[Opening SUPPLIED RECORDS section]
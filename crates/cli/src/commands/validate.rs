use anyhow::{Context, Result};
use pagekit_core::load_site;
use std::path::PathBuf;

/// Validate site configuration and every page layout.
pub async fn run(path: PathBuf) -> Result<()> {
    println!("🔍 Validating site: {}", path.display());

    if !path.exists() {
        anyhow::bail!(
            "Site directory does not exist: {}\nRun 'pagekit init {}' first",
            path.display(),
            path.display()
        );
    }

    let (manifest, pages) = load_site(&path).context("Failed to load site")?;

    println!("✓ Loaded: {}", manifest.project.name);
    println!("  Pages: {}", pages.len());
    println!();

    let report = pagekit_validator::validate(&manifest.project, &pages);

    for finding in report.findings() {
        println!("   {}", finding);
    }

    let errors = report.errors().count();
    let warnings = report.warnings().count();

    println!();
    if errors > 0 {
        anyhow::bail!("Validation failed: {} error(s), {} warning(s)", errors, warnings);
    }
    if warnings > 0 {
        println!("⚠ Valid with {} warning(s)", warnings);
    } else {
        println!("✅ Site is valid");
    }

    Ok(())
}
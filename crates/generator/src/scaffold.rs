//! Fixed scaffolding for the generated application: build manifest, entry
//! shell, runtime module and the baseline stylesheet. None of it is
//! derived from user data beyond the project name/description, and nothing
//! here embeds timestamps or random identifiers.

use crate::fragment::escape;
use pagekit_core::{Project, slugify};

/// Build manifest for the generated app: framework identity plus
/// install/build/output commands.
pub fn package_json(project: &Project) -> String {
    let name = {
        let slug = slugify(&project.name);
        if slug.is_empty() { "site".to_string() } else { slug }
    };
    let manifest = serde_json::json!({
        "name": name,
        "version": "1.0.0",
        "private": true,
        "scripts": {
            "dev": "vite",
            "build": "vite build",
            "preview": "vite preview"
        },
        "devDependencies": {
            "vite": "^5.1.4"
        }
    });
    serde_json::to_string_pretty(&manifest).expect("manifest serializes to JSON")
}

pub const VITE_CONFIG: &str = "import { defineConfig } from 'vite'

export default defineConfig({})
";

/// Minimal document shell. The generated router owns everything inside
/// `#root`.
pub fn index_html(project: &Project) -> String {
    let title = escape(&project.name);
    let description = escape(project.description.as_deref().unwrap_or(&project.name));
    format!(
        r#"<!DOCTYPE html>
<html lang="en">
  <head>
    <meta charset="UTF-8" />
    <meta name="viewport" content="width=device-width, initial-scale=1.0" />
    <meta name="description" content="{description}" />
    <title>{title}</title>
  </head>
  <body>
    <div id="root"></div>
    <script type="module" src="/src/main.js"></script>
  </body>
</html>
"#
    )
}

/// Shared runtime module: mounts a page's pre-rendered markup and handles
/// history-based navigation between generated routes.
pub const RUNTIME_MODULE: &str = "// Shared page runtime for generated sites.
export function mountPage(root, page) {
  document.title = page.title
  root.innerHTML = page.html
}

export function startRouter(root, routes, fallback) {
  function show(path) {
    mountPage(root, routes[path] || fallback)
  }

  document.addEventListener('click', (event) => {
    const link = event.target.closest('a')
    if (!link) return
    const href = link.getAttribute('href')
    if (!href || !(href in routes)) return
    event.preventDefault()
    window.history.pushState({}, '', href)
    show(href)
  })

  window.addEventListener('popstate', () => show(window.location.pathname))
  show(window.location.pathname)
}
";

/// Baseline responsive/accessible stylesheet: typography scales at 768px,
/// touch targets stay at 44px minimum, transitions respect
/// prefers-reduced-motion.
pub const BASE_STYLESHEET: &str = "/* Base styles for generated sites */
* {
  box-sizing: border-box;
}

body {
  margin: 0;
  padding: 0;
  font-family: -apple-system, BlinkMacSystemFont, 'Segoe UI', 'Roboto',
    'Helvetica Neue', sans-serif;
  line-height: 1.6;
  color: #212529;
}

#root {
  min-height: 100vh;
  display: flex;
  flex-direction: column;
}

img {
  max-width: 100%;
  height: auto;
  display: block;
}

h1 { font-size: 2rem; }
h2 { font-size: 1.75rem; }
h3 { font-size: 1.5rem; }
.hero-title { font-size: 2.5rem; margin-bottom: 1rem; }

@media (min-width: 768px) {
  h1 { font-size: 3rem; }
  h2 { font-size: 2.5rem; }
  h3 { font-size: 2rem; }
  .hero-title { font-size: 3.5rem; }
}

.container {
  width: 100%;
  max-width: 1140px;
  margin: 0 auto;
  padding: 0 1rem;
}

.container.narrow {
  max-width: 720px;
}

.section {
  padding: 2rem 0;
}

@media (min-width: 768px) {
  .section {
    padding: 3rem 0;
  }
}

.section-title {
  text-align: center;
  margin-bottom: 2rem;
}

/* 12-unit grid */
.grid {
  display: flex;
  flex-wrap: wrap;
  gap: 1rem 0;
  margin: 0 -0.5rem;
}

.grid > [class^='col-'] {
  padding: 0 0.5rem;
  width: 100%;
}

@media (min-width: 768px) {
  .col-3 { width: 25%; }
  .col-4 { width: 33.3333%; }
  .col-6 { width: 50%; }
}

/* Theme colors */
.bg-primary { background-color: #0d6efd; color: #fff; }
.bg-secondary { background-color: #6c757d; color: #fff; }
.bg-dark { background-color: #212529; color: #fff; }
.bg-light { background-color: #f8f9fa; }

.text-left { text-align: left; }
.text-center { text-align: center; }
.text-right { text-align: right; }
.text-muted { color: #6c757d; }
.bg-primary .text-muted, .bg-dark .text-muted { color: rgba(255, 255, 255, 0.7); }

.fs-3 { font-size: 1.75rem; }
.fs-5 { font-size: 1.25rem; }
.fs-6 { font-size: 1rem; }
.lead { font-size: 1.25rem; }

/* Touch-friendly buttons */
.btn {
  display: inline-block;
  min-height: 44px;
  min-width: 44px;
  padding: 0.75rem 1.5rem;
  font-size: 1rem;
  border: 1px solid transparent;
  border-radius: 0.375rem;
  cursor: pointer;
  text-decoration: none;
  touch-action: manipulation;
}

.btn-primary { background-color: #0d6efd; color: #fff; }
.btn-light { background-color: #f8f9fa; color: #212529; }
.btn-outline { background-color: transparent; color: #0d6efd; border-color: #0d6efd; }

.navbar {
  padding: 0.75rem 0;
  box-shadow: 0 1px 3px rgba(0, 0, 0, 0.1);
}

.navbar .container {
  display: flex;
  align-items: center;
  justify-content: space-between;
  flex-wrap: wrap;
}

.navbar-brand {
  font-weight: 700;
  text-decoration: none;
  color: inherit;
}

.nav-link {
  padding: 0.75rem;
  text-decoration: none;
  color: inherit;
}

.card {
  height: 100%;
  border: 1px solid rgba(0, 0, 0, 0.125);
  border-radius: 0.375rem;
  box-shadow: 0 1px 3px rgba(0, 0, 0, 0.08);
  transition: transform 0.2s;
}

.card:hover {
  transform: translateY(-5px);
}

.card-body {
  padding: 1.5rem;
}

.plan.highlighted {
  border: 3px solid #0d6efd;
}

.badge {
  display: inline-block;
  padding: 0.35em 0.65em;
  border-radius: 0.375rem;
  background-color: #0d6efd;
  color: #fff;
  font-size: 0.875rem;
}

.price {
  font-size: 2.5rem;
  margin: 1rem 0;
}

.plan-features {
  list-style: none;
  padding: 0;
  text-align: left;
}

.plan-features li {
  margin-bottom: 0.75rem;
}

.feature-icon, .avatar {
  font-size: 2.5rem;
  margin-bottom: 1rem;
}

.avatar-img {
  width: 120px;
  height: 120px;
  object-fit: cover;
  border-radius: 50%;
  margin: 0 auto 1rem;
}

.gallery-img {
  width: 100%;
  object-fit: cover;
  aspect-ratio: 16 / 9;
  border-radius: 0.375rem;
}

.video-frame {
  position: relative;
  height: 0;
  overflow: hidden;
  border-radius: 0.375rem;
}

.video-frame iframe {
  position: absolute;
  inset: 0;
  width: 100%;
  height: 100%;
  border: 0;
}

.accordion-item {
  border: 1px solid rgba(0, 0, 0, 0.125);
  border-radius: 0.375rem;
  padding: 1rem;
  margin-bottom: 0.5rem;
}

.accordion-item summary {
  cursor: pointer;
  font-weight: 600;
  min-height: 44px;
  display: flex;
  align-items: center;
}

/* Forms: 16px inputs prevent zoom on mobile */
.form-group {
  margin-bottom: 1rem;
}

.form-label {
  display: block;
  font-weight: 700;
  margin-bottom: 0.25rem;
}

.form-control {
  width: 100%;
  padding: 0.5rem 0.75rem;
  font-size: 16px;
  border: 1px solid #ced4da;
  border-radius: 0.375rem;
}

.footer {
  margin-top: auto;
  padding: 1.5rem 0;
  text-align: center;
}

.footer-link {
  color: inherit;
  text-decoration: none;
  margin: 0 0.5rem;
}

a:focus, button:focus, summary:focus {
  outline: 2px solid #0d6efd;
  outline-offset: 2px;
}

@media (prefers-reduced-motion: reduce) {
  .card {
    transition: none;
  }
  .card:hover {
    transform: none;
  }
}
";

#[cfg(test)]
mod tests {
    use super::*;

    fn project(name: &str) -> Project {
        Project {
            name: name.into(),
            description: None,
        }
    }

    #[test]
    fn test_package_json_slugifies_name() {
        let manifest = package_json(&project("My Cool Site"));
        assert!(manifest.contains("\"name\": \"my-cool-site\""));
        assert!(manifest.contains("\"build\": \"vite build\""));
    }

    #[test]
    fn test_package_json_name_never_empty() {
        let manifest = package_json(&project("!!!"));
        assert!(manifest.contains("\"name\": \"site\""));
    }

    #[test]
    fn test_index_html_escapes_project_metadata() {
        let html = index_html(&Project {
            name: "A & B <Co>".into(),
            description: Some("\"quoted\"".into()),
        });
        assert!(html.contains("<title>A &amp; B &lt;Co&gt;</title>"));
        assert!(html.contains("content=\"&quot;quoted&quot;\""));
    }
}
fn team(props: TeamProps) -> Fragment {
    let members = props.members.iter().enumerate().map(|(i, member)| {
        Element::new("div")
            .class("col-4")
            .attr("data-key", i.to_string())
            .child(
                Element::new("div").class("card").child(
                    Element::new("div")
                        .class("card-body text-center")
                        .child(
                            Element::new("img")
                                .class("avatar-img")
                                .attr("src", &member.image)
                                .attr("alt", &member.name)
                                .attr("loading", "lazy"),
                        )
                        .child(Element::new("h5").text(&member.name))
                        .child(Element::new("p").class("role").text(&member.role))
                        .child(Element::new("p").class("text-muted").text(&member.bio)),
                ),
            )
            .into()
    });
    Element::new("section")
        .class("team section bg-light")
        .child(
            container()
                .child(Element::new("h2").class("section-title").text(&props.title))
                .child(Element::new("div").class("grid").children(members)),
        )
        .into()
}

/// Graceful-degradation path: one corrupted or future component must not
/// take the rest of the page down with it.
fn unknown(kind_tag: &str) -> Fragment {
    Element::new("div")
        .class("alert alert-warning")
        .attr("role", "alert")
        .child(Element::new("strong").text("Unknown component:"))
        .text(format!(" {}", kind_tag))
        .into()
}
[Closing SUPPLIED RECORDS section]
EXERCISE INSTRUCTIONS: Wherever a line in the data above holds "mountPage", copy that line.

RESULT OF THE TASK:
export function mountPage(root, page) {
    mountPage(root, routes[path] || fallback)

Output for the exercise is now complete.